mod schema;

use std::path::PathBuf;
use std::sync::{Arc, Mutex};

use anyhow::Result;
use chrono::Utc;
use rusqlite::{Connection, OptionalExtension};
use uuid::Uuid;

use crate::models::*;
use crate::tree::{FlatNode, TaskTree};

pub struct Database {
    conn: Arc<Mutex<Connection>>,
}

const DEFAULT_CONVERSATION_TITLE: &str = "新しい会話";

impl Database {
    pub fn open(path: PathBuf) -> Result<Self> {
        let parent = path
            .parent()
            .ok_or_else(|| anyhow::anyhow!("Database path has no parent directory"))?;
        std::fs::create_dir_all(parent)?;
        let conn = Connection::open(&path)?;
        conn.pragma_update(None, "journal_mode", "WAL")?;
        conn.pragma_update(None, "foreign_keys", "ON")?;
        Ok(Self {
            conn: Arc::new(Mutex::new(conn)),
        })
    }

    pub fn open_default() -> Result<Self> {
        Self::open(default_path()?)
    }

    pub fn open_memory() -> Result<Self> {
        let conn = Connection::open_in_memory()?;
        conn.pragma_update(None, "foreign_keys", "ON")?;
        Ok(Self {
            conn: Arc::new(Mutex::new(conn)),
        })
    }

    pub fn migrate(&self) -> Result<()> {
        let conn = self.conn.lock().expect("database lock poisoned");
        schema::run_migrations(&conn)
    }

    // ============================================================
    // Conversation operations
    // ============================================================

    pub fn create_conversation(&self, input: CreateConversationInput) -> Result<Conversation> {
        let conn = self.conn.lock().expect("database lock poisoned");
        let id = Uuid::new_v4();
        let now = Utc::now();
        let title = input
            .title
            .filter(|t| !t.trim().is_empty())
            .unwrap_or_else(|| DEFAULT_CONVERSATION_TITLE.to_string());
        let state = DialogueState::default();

        conn.execute(
            "INSERT INTO conversations (id, user_id, title, stage, hearing_progress, hearing_summary, created_at, updated_at)
             VALUES (?, ?, ?, ?, ?, ?, ?, ?)",
            (
                id.to_string(),
                &input.user_id,
                &title,
                state.stage.as_str(),
                serde_json::to_string(&state.progress)?,
                serde_json::to_string(&state.summary)?,
                now.to_rfc3339(),
                now.to_rfc3339(),
            ),
        )?;

        Ok(Conversation {
            id,
            user_id: input.user_id,
            title,
            created_at: now,
            updated_at: now,
        })
    }

    pub fn get_conversation(&self, id: Uuid) -> Result<Option<Conversation>> {
        let conn = self.conn.lock().expect("database lock poisoned");
        let conversation = conn
            .query_row(
                "SELECT id, user_id, title, created_at, updated_at
                 FROM conversations WHERE id = ?",
                [id.to_string()],
                |row| {
                    Ok(Conversation {
                        id: parse_uuid(row.get::<_, String>(0)?),
                        user_id: row.get(1)?,
                        title: row.get(2)?,
                        created_at: parse_datetime(row.get::<_, String>(3)?),
                        updated_at: parse_datetime(row.get::<_, String>(4)?),
                    })
                },
            )
            .optional()?;
        Ok(conversation)
    }

    pub fn list_conversations(&self, user_id: &str) -> Result<Vec<Conversation>> {
        let conn = self.conn.lock().expect("database lock poisoned");
        let mut stmt = conn.prepare(
            "SELECT id, user_id, title, created_at, updated_at
             FROM conversations WHERE user_id = ? ORDER BY updated_at DESC",
        )?;

        let conversations = stmt
            .query_map([user_id], |row| {
                Ok(Conversation {
                    id: parse_uuid(row.get::<_, String>(0)?),
                    user_id: row.get(1)?,
                    title: row.get(2)?,
                    created_at: parse_datetime(row.get::<_, String>(3)?),
                    updated_at: parse_datetime(row.get::<_, String>(4)?),
                })
            })?
            .collect::<Result<Vec<_>, _>>()?;

        Ok(conversations)
    }

    pub fn rename_conversation(&self, id: Uuid, title: &str) -> Result<bool> {
        let conn = self.conn.lock().expect("database lock poisoned");
        let rows = conn.execute(
            "UPDATE conversations SET title = ?, updated_at = ? WHERE id = ?",
            (title, Utc::now().to_rfc3339(), id.to_string()),
        )?;
        Ok(rows > 0)
    }

    /// Delete a conversation and its messages.
    pub fn delete_conversation(&self, id: Uuid) -> Result<bool> {
        let conn = self.conn.lock().expect("database lock poisoned");
        let rows = conn.execute("DELETE FROM conversations WHERE id = ?", [id.to_string()])?;
        Ok(rows > 0)
    }

    // ============================================================
    // Dialogue state operations
    // ============================================================

    /// Overwrite the stored state. Returns `false` if the conversation is gone.
    pub fn save_dialogue_state(&self, id: Uuid, state: &DialogueState) -> Result<bool> {
        let conn = self.conn.lock().expect("database lock poisoned");
        let rows = conn.execute(
            "UPDATE conversations SET stage = ?, hearing_progress = ?, hearing_summary = ?, updated_at = ?
             WHERE id = ?",
            (
                state.stage.as_str(),
                serde_json::to_string(&state.progress)?,
                serde_json::to_string(&state.summary)?,
                Utc::now().to_rfc3339(),
                id.to_string(),
            ),
        )?;
        Ok(rows > 0)
    }

    pub fn get_dialogue_state(&self, id: Uuid) -> Result<Option<DialogueState>> {
        let conn = self.conn.lock().expect("database lock poisoned");
        let state = conn
            .query_row(
                "SELECT stage, hearing_progress, hearing_summary FROM conversations WHERE id = ?",
                [id.to_string()],
                |row| {
                    let stage: String = row.get(0)?;
                    let progress: String = row.get(1)?;
                    let summary: String = row.get(2)?;
                    Ok(DialogueState {
                        stage: DialogueStage::from_str(&stage).unwrap_or_default(),
                        progress: serde_json::from_str(&progress).unwrap_or_default(),
                        summary: serde_json::from_str(&summary).unwrap_or_default(),
                    })
                },
            )
            .optional()?;
        Ok(state)
    }

    // ============================================================
    // Message operations
    // ============================================================

    pub fn append_message(&self, conversation_id: Uuid, role: Role, content: &str) -> Result<ChatMessage> {
        let conn = self.conn.lock().expect("database lock poisoned");
        let id = Uuid::new_v4();
        let now = Utc::now();

        conn.execute(
            "INSERT INTO messages (id, conversation_id, role, content, created_at)
             VALUES (?, ?, ?, ?, ?)",
            (
                id.to_string(),
                conversation_id.to_string(),
                role.as_str(),
                content,
                now.to_rfc3339(),
            ),
        )?;
        conn.execute(
            "UPDATE conversations SET updated_at = ? WHERE id = ?",
            (now.to_rfc3339(), conversation_id.to_string()),
        )?;

        Ok(ChatMessage {
            id,
            conversation_id,
            role,
            content: content.to_string(),
            created_at: now,
        })
    }

    /// Messages in chronological order. With a limit, only the most recent
    /// `limit` messages are returned.
    pub fn get_messages(&self, conversation_id: Uuid, limit: Option<usize>) -> Result<Vec<ChatMessage>> {
        let conn = self.conn.lock().expect("database lock poisoned");
        let limit = limit.map_or(-1, |l| l as i64);
        let mut stmt = conn.prepare(
            "SELECT id, conversation_id, role, content, created_at FROM (
                 SELECT rowid AS seq, id, conversation_id, role, content, created_at
                 FROM messages WHERE conversation_id = ? ORDER BY rowid DESC LIMIT ?
             ) ORDER BY seq ASC",
        )?;

        let messages = stmt
            .query_map((conversation_id.to_string(), limit), |row| {
                let role: String = row.get(2)?;
                Ok(ChatMessage {
                    id: parse_uuid(row.get::<_, String>(0)?),
                    conversation_id: parse_uuid(row.get::<_, String>(1)?),
                    role: Role::from_str(&role).unwrap_or(Role::User),
                    content: row.get(3)?,
                    created_at: parse_datetime(row.get::<_, String>(4)?),
                })
            })?
            .collect::<Result<Vec<_>, _>>()?;

        Ok(messages)
    }

    pub fn last_assistant_message(&self, conversation_id: Uuid) -> Result<Option<String>> {
        let conn = self.conn.lock().expect("database lock poisoned");
        let content = conn
            .query_row(
                "SELECT content FROM messages WHERE conversation_id = ? AND role = 'assistant'
                 ORDER BY rowid DESC LIMIT 1",
                [conversation_id.to_string()],
                |row| row.get(0),
            )
            .optional()?;
        Ok(content)
    }

    // ============================================================
    // Task tree operations
    // ============================================================

    /// Load a user's whole forest, archived nodes included.
    pub fn get_task_tree(&self, user_id: &str) -> Result<TaskTree> {
        let conn = self.conn.lock().expect("database lock poisoned");
        let mut stmt = conn.prepare(
            "SELECT id, parent_id, position, node_type, title, description, start_date, end_date, memo, archived
             FROM task_nodes WHERE user_id = ? ORDER BY position, rowid",
        )?;

        let rows = stmt
            .query_map([user_id], |row| {
                let node_type: Option<String> = row.get(3)?;
                Ok(FlatNode {
                    node: TaskNode {
                        id: row.get(0)?,
                        title: row.get(4)?,
                        node_type: node_type.as_deref().and_then(NodeType::from_str),
                        description: row.get(5)?,
                        start_date: row.get(6)?,
                        end_date: row.get(7)?,
                        memo: row.get(8)?,
                        archived: row.get::<_, i64>(9)? != 0,
                        children: Vec::new(),
                    },
                    parent_id: row.get(1)?,
                    position: row.get::<_, i64>(2)? as usize,
                })
            })?
            .collect::<Result<Vec<_>, _>>()?;

        Ok(TaskTree::from_flat(rows))
    }

    /// Persist nodes produced by [`TaskTree::insert_forest`] or
    /// [`TaskTree::apply_actions`], in one transaction.
    pub fn save_nodes(&self, user_id: &str, nodes: &[FlatNode]) -> Result<()> {
        let mut conn = self.conn.lock().expect("database lock poisoned");
        let tx = conn.transaction()?;
        let now = Utc::now().to_rfc3339();
        {
            let mut stmt = tx.prepare(
                "INSERT INTO task_nodes (id, user_id, parent_id, position, node_type, title, description,
                                         start_date, end_date, memo, archived, created_at)
                 VALUES (?, ?, ?, ?, ?, ?, ?, ?, ?, ?, ?, ?)",
            )?;
            for flat in nodes {
                let node = &flat.node;
                stmt.execute((
                    &node.id,
                    user_id,
                    &flat.parent_id,
                    flat.position as i64,
                    node.node_type.map(|t| t.as_str()),
                    &node.title,
                    &node.description,
                    &node.start_date,
                    &node.end_date,
                    &node.memo,
                    node.archived as i64,
                    &now,
                ))?;
            }
        }
        tx.commit()?;
        Ok(())
    }

    /// Mark nodes archived. Returns how many rows changed.
    pub fn archive_nodes(&self, user_id: &str, ids: &[String]) -> Result<usize> {
        let mut conn = self.conn.lock().expect("database lock poisoned");
        let tx = conn.transaction()?;
        let mut changed = 0;
        for id in ids {
            changed += tx.execute(
                "UPDATE task_nodes SET archived = 1 WHERE user_id = ? AND id = ?",
                (user_id, id),
            )?;
        }
        tx.commit()?;
        Ok(changed)
    }

    pub fn update_node_memo(&self, user_id: &str, id: &str, memo: &str) -> Result<bool> {
        let conn = self.conn.lock().expect("database lock poisoned");
        let rows = conn.execute(
            "UPDATE task_nodes SET memo = ? WHERE user_id = ? AND id = ?",
            (memo, user_id, id),
        )?;
        Ok(rows > 0)
    }
}

impl Clone for Database {
    fn clone(&self) -> Self {
        Self {
            conn: self.conn.clone(),
        }
    }
}

/// `<platform data dir>/timeturn/timeturn.db`
pub fn default_path() -> Result<PathBuf> {
    let dirs = directories::ProjectDirs::from("", "", "timeturn")
        .ok_or_else(|| anyhow::anyhow!("Could not determine data directory"))?;
    Ok(dirs.data_dir().join("timeturn.db"))
}

fn parse_uuid(s: String) -> Uuid {
    Uuid::parse_str(&s).unwrap_or_else(|_| Uuid::nil())
}

fn parse_datetime(s: String) -> chrono::DateTime<Utc> {
    chrono::DateTime::parse_from_rfc3339(&s)
        .map(|dt| dt.with_timezone(&Utc))
        .unwrap_or_else(|_| Utc::now())
}
//! Request and response types for MCP tools.

use rmcp::schemars::JsonSchema;
use serde::{Deserialize, Serialize};

use crate::models::TaskNode;

// ============================================================
// Request Types
// ============================================================

#[derive(Debug, Deserialize, JsonSchema)]
pub struct ParseTaskTreeRequest {
    #[schemars(
        description = "LLM output containing 'Type: Title' lines (Goal, Project, Milestone, Task), with or without tree glyphs"
    )]
    pub text: String,
}

#[derive(Debug, Deserialize, JsonSchema)]
pub struct GetTaskTreeRequest {
    #[schemars(description = "The user whose task tree to show")]
    pub user_id: String,
    #[schemars(description = "Include archived nodes (default: false)")]
    #[serde(default)]
    pub include_archived: bool,
}

#[derive(Debug, Deserialize, JsonSchema)]
pub struct ExtractActionsRequest {
    #[schemars(description = "The user whose tree parent names are resolved against")]
    pub user_id: String,
    #[schemars(
        description = "Assistant text containing tags like [ADD_TASK:parent title:task title|memo]"
    )]
    pub text: String,
}

#[derive(Debug, Deserialize, JsonSchema)]
pub struct MergeTaskTreeRequest {
    #[schemars(description = "The user whose tree receives the nodes")]
    pub user_id: String,
    #[schemars(description = "Task tree text to parse and insert")]
    pub text: String,
    #[schemars(description = "Optional id of an existing Goal, Project, or Milestone to insert under")]
    #[serde(default)]
    pub parent_id: Option<String>,
}

// ============================================================
// Response Types
// ============================================================

#[derive(Debug, Serialize, Deserialize)]
pub struct ParsedTreeResponse {
    pub has_structure: bool,
    pub node_count: usize,
    pub nodes: Vec<TaskNode>,
    pub rendered: String,
}

#[derive(Debug, Serialize, Deserialize)]
pub struct MergeSummary {
    pub nothing_found: bool,
    pub inserted_count: usize,
    pub rendered: String,
}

Task instructions: Of the entries above, repeat exactly the lines from the line with "Ok(conversations)" through the line with "Dialogue state operations", both of them included.

Output for this task:
        Ok(conversations)
    }

    pub fn rename_conversation(&self, id: Uuid, title: &str) -> Result<bool> {
        let conn = self.conn.lock().expect("database lock poisoned");
        let rows = conn.execute(
            "UPDATE conversations SET title = ?, updated_at = ? WHERE id = ?",
            (title, Utc::now().to_rfc3339(), id.to_string()),
        )?;
        Ok(rows > 0)
    }

    /// Delete a conversation and its messages.
    pub fn delete_conversation(&self, id: Uuid) -> Result<bool> {
        let conn = self.conn.lock().expect("database lock poisoned");
        let rows = conn.execute("DELETE FROM conversations WHERE id = ?", [id.to_string()])?;
        Ok(rows > 0)
    }

    // ============================================================
    // Dialogue state operations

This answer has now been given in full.